Provided data:

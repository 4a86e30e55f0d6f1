//! In-process vector store using cosine distance

use std::sync::Arc;

use async_trait::async_trait;
use tokio::sync::RwLock;
use tracing::debug;

use crate::domain::vector_store::{
    cosine_distance, GetResult, MetadataFilter, QueryResult, VectorRecord, VectorStore,
};
use crate::domain::DomainError;

/// Vector store kept in process memory
///
/// Records keep insertion order; adding a record whose id already exists
/// replaces it in place.
#[derive(Debug, Clone, Default)]
pub struct InMemoryVectorStore {
    records: Arc<RwLock<Vec<VectorRecord>>>,
}

impl InMemoryVectorStore {
    /// Create an empty store
    pub fn new() -> Self {
        Self::default()
    }
}

/// Embedding dimension shared by the stored records, if any
fn stored_dimension(records: &[VectorRecord]) -> Option<usize> {
    records.first().map(|r| r.embedding.len())
}

#[async_trait]
impl VectorStore for InMemoryVectorStore {
    async fn add(&self, records: Vec<VectorRecord>) -> Result<(), DomainError> {
        let mut stored = self.records.write().await;

        let expected =
            stored_dimension(&stored).or_else(|| records.first().map(|r| r.embedding.len()));
        if let Some(dimension) = expected {
            if let Some(bad) = records.iter().find(|r| r.embedding.len() != dimension) {
                return Err(DomainError::vector_store(format!(
                    "Record '{}' has dimension {}, expected {}",
                    bad.id,
                    bad.embedding.len(),
                    dimension
                )));
            }
        }

        let count = records.len();
        for record in records {
            match stored.iter_mut().find(|r| r.id == record.id) {
                Some(existing) => *existing = record,
                None => stored.push(record),
            }
        }

        debug!(added = count, total = stored.len(), "Stored vector records");
        Ok(())
    }

    async fn query(
        &self,
        embedding: &[f32],
        n_results: usize,
        filter: Option<&MetadataFilter>,
    ) -> Result<QueryResult, DomainError> {
        let stored = self.records.read().await;

        if let Some(dimension) = stored_dimension(&stored) {
            if dimension != embedding.len() {
                return Err(DomainError::vector_store(format!(
                    "Query has dimension {}, collection has {}",
                    embedding.len(),
                    dimension
                )));
            }
        }

        let mut scored: Vec<(f32, &VectorRecord)> = stored
            .iter()
            .filter(|r| filter.is_none_or(|f| f.matches(&r.metadata)))
            .map(|r| (cosine_distance(embedding, &r.embedding), r))
            .collect();

        scored.sort_by(|a, b| a.0.total_cmp(&b.0));
        scored.truncate(n_results);

        let mut result = QueryResult::default();
        for (distance, record) in scored {
            result.ids.push(record.id.clone());
            result.documents.push(record.document.clone());
            result.metadatas.push(record.metadata.clone());
            result.distances.push(distance);
        }

        Ok(result)
    }

    async fn get(&self, filter: &MetadataFilter) -> Result<GetResult, DomainError> {
        let stored = self.records.read().await;

        let mut result = GetResult::default();
        for record in stored.iter().filter(|r| filter.matches(&r.metadata)) {
            result.ids.push(record.id.clone());
            result.documents.push(record.document.clone());
            result.metadatas.push(record.metadata.clone());
        }

        Ok(result)
    }

    async fn delete(&self, ids: &[String]) -> Result<usize, DomainError> {
        let mut stored = self.records.write().await;
        let before = stored.len();

        stored.retain(|r| !ids.contains(&r.id));

        Ok(before - stored.len())
    }

    async fn count(&self) -> Result<usize, DomainError> {
        Ok(self.records.read().await.len())
    }

    fn store_name(&self) -> &'static str {
        "in_memory"
    }
}
//! Document ingestion domain types and traits
//!
//! This module provides:
//! - `DocumentChunk` and `ChunkingConfig` for the chunking step
//! - `DocumentParser` trait for extracting text from stored files
//! - The extension table and validation helpers used at the upload boundary

pub mod chunker;
pub mod parser;
pub mod validation;

// Re-export main types
pub use chunker::{
    into_texts_and_metadatas, ChunkMetadata, ChunkingConfig, DocumentChunk, DEFAULT_CHUNK_OVERLAP,
    DEFAULT_CHUNK_SIZE,
};
pub use parser::{DocumentParser, ParserType};
pub use validation::{
    detect_parser_from_filename, file_extension, validate_chunk_params, validate_filename,
    validate_upload_size, PARSER_TABLE,
};
//! Chat domain types and the chat backend trait

mod message;
mod provider;
mod request;
mod response;

pub use message::{Message, MessageRole};
pub use provider::{ChatProvider, ChatStream};
pub use request::{ChatRequest, Sampling, DEFAULT_TEMPERATURE, DEFAULT_TOP_P};
pub use response::{ChatResponse, ModelInfo, Usage};

#[cfg(test)]
pub use provider::mock::MockChatProvider;
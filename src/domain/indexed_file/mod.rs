//! Uploaded file tracking

mod entity;
mod repository;

pub use entity::{FileId, IndexedFile, IndexingStatus};
pub use repository::IndexedFileRepository;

Directions:
After locating the line with "fn stored_dimension(records: &[VectorRecord])" above, return that line and every later line through the one with "for (distance, record)", word for word and with nothing else.

Task solution:
fn stored_dimension(records: &[VectorRecord]) -> Option<usize> {
    records.first().map(|r| r.embedding.len())
}

#[async_trait]
impl VectorStore for InMemoryVectorStore {
    async fn add(&self, records: Vec<VectorRecord>) -> Result<(), DomainError> {
        let mut stored = self.records.write().await;

        let expected =
            stored_dimension(&stored).or_else(|| records.first().map(|r| r.embedding.len()));
        if let Some(dimension) = expected {
            if let Some(bad) = records.iter().find(|r| r.embedding.len() != dimension) {
                return Err(DomainError::vector_store(format!(
                    "Record '{}' has dimension {}, expected {}",
                    bad.id,
                    bad.embedding.len(),
                    dimension
                )));
            }
        }

        let count = records.len();
        for record in records {
            match stored.iter_mut().find(|r| r.id == record.id) {
                Some(existing) => *existing = record,
                None => stored.push(record),
            }
        }

        debug!(added = count, total = stored.len(), "Stored vector records");
        Ok(())
    }

    async fn query(
        &self,
        embedding: &[f32],
        n_results: usize,
        filter: Option<&MetadataFilter>,
    ) -> Result<QueryResult, DomainError> {
        let stored = self.records.read().await;

        if let Some(dimension) = stored_dimension(&stored) {
            if dimension != embedding.len() {
                return Err(DomainError::vector_store(format!(
                    "Query has dimension {}, collection has {}",
                    embedding.len(),
                    dimension
                )));
            }
        }

        let mut scored: Vec<(f32, &VectorRecord)> = stored
            .iter()
            .filter(|r| filter.is_none_or(|f| f.matches(&r.metadata)))
            .map(|r| (cosine_distance(embedding, &r.embedding), r))
            .collect();

        scored.sort_by(|a, b| a.0.total_cmp(&b.0));
        scored.truncate(n_results);

        let mut result = QueryResult::default();
        for (distance, record) in scored {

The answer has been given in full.